[Dataset items]
☆ ☆ ☆

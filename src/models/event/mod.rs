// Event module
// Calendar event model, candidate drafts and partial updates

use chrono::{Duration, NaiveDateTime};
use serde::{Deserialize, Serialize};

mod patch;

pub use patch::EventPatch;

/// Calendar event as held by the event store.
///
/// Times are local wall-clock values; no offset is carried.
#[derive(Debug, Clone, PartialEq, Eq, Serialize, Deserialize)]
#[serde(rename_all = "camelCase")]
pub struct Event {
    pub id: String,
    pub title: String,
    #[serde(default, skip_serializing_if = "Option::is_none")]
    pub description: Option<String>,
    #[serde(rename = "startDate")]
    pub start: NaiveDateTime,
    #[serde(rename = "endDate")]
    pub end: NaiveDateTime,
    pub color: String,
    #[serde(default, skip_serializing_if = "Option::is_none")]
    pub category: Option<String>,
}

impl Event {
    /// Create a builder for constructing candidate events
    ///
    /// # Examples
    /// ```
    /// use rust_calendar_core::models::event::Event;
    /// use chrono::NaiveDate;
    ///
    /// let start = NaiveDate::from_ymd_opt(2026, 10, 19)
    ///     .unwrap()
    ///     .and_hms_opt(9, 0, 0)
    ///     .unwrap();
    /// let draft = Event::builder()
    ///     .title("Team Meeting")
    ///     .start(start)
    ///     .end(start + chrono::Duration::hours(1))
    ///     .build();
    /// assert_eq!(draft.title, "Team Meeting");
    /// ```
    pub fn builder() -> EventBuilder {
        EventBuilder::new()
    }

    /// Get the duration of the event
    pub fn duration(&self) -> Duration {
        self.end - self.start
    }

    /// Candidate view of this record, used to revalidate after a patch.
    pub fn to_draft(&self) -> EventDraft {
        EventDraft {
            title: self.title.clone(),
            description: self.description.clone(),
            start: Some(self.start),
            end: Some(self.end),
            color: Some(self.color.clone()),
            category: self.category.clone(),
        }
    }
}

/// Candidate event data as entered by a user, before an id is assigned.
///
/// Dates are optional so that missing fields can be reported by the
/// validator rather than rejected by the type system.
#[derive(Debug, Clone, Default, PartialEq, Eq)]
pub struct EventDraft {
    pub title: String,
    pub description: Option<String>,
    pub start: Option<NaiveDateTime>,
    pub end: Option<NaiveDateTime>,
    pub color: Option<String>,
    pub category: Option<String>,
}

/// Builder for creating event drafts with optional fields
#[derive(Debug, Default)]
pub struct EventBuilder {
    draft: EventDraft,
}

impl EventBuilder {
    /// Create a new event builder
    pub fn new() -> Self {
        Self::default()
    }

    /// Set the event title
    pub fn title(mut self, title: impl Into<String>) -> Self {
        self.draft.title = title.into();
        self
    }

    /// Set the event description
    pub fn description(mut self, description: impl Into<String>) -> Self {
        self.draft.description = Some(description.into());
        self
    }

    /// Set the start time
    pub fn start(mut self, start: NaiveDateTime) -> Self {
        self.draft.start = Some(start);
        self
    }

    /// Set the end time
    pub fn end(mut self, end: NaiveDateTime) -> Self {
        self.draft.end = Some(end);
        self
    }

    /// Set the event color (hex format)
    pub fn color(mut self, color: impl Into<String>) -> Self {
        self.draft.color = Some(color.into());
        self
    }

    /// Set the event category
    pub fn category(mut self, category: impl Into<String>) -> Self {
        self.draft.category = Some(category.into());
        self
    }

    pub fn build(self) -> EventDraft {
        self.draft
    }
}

☆ ☆ ☆

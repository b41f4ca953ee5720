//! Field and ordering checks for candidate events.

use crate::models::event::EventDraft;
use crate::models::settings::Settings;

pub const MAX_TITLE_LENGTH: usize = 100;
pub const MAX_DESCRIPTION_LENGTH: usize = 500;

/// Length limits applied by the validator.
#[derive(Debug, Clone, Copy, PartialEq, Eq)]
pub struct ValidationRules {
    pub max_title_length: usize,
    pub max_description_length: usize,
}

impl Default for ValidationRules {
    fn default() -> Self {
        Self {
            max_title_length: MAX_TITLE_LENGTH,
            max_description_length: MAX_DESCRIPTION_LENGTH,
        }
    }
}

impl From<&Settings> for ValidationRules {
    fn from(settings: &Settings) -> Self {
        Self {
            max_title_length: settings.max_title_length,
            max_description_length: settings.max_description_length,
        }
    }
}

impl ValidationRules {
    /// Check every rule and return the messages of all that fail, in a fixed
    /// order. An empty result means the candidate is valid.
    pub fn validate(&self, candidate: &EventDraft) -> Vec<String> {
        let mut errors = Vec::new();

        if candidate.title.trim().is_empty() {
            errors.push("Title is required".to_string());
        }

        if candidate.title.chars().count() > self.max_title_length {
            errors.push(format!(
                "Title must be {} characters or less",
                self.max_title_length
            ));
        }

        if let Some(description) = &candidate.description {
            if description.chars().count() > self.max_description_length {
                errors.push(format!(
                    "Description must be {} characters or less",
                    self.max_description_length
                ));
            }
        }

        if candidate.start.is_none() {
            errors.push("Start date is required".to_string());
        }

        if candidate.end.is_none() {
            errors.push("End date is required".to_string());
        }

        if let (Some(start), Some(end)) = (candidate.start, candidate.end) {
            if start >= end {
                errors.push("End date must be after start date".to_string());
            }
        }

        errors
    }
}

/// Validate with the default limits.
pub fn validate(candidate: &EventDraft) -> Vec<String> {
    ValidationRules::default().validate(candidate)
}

☆ ☆ ☆

Total the lines in the records above that contain the string "EventBuilder". Write only that total.

4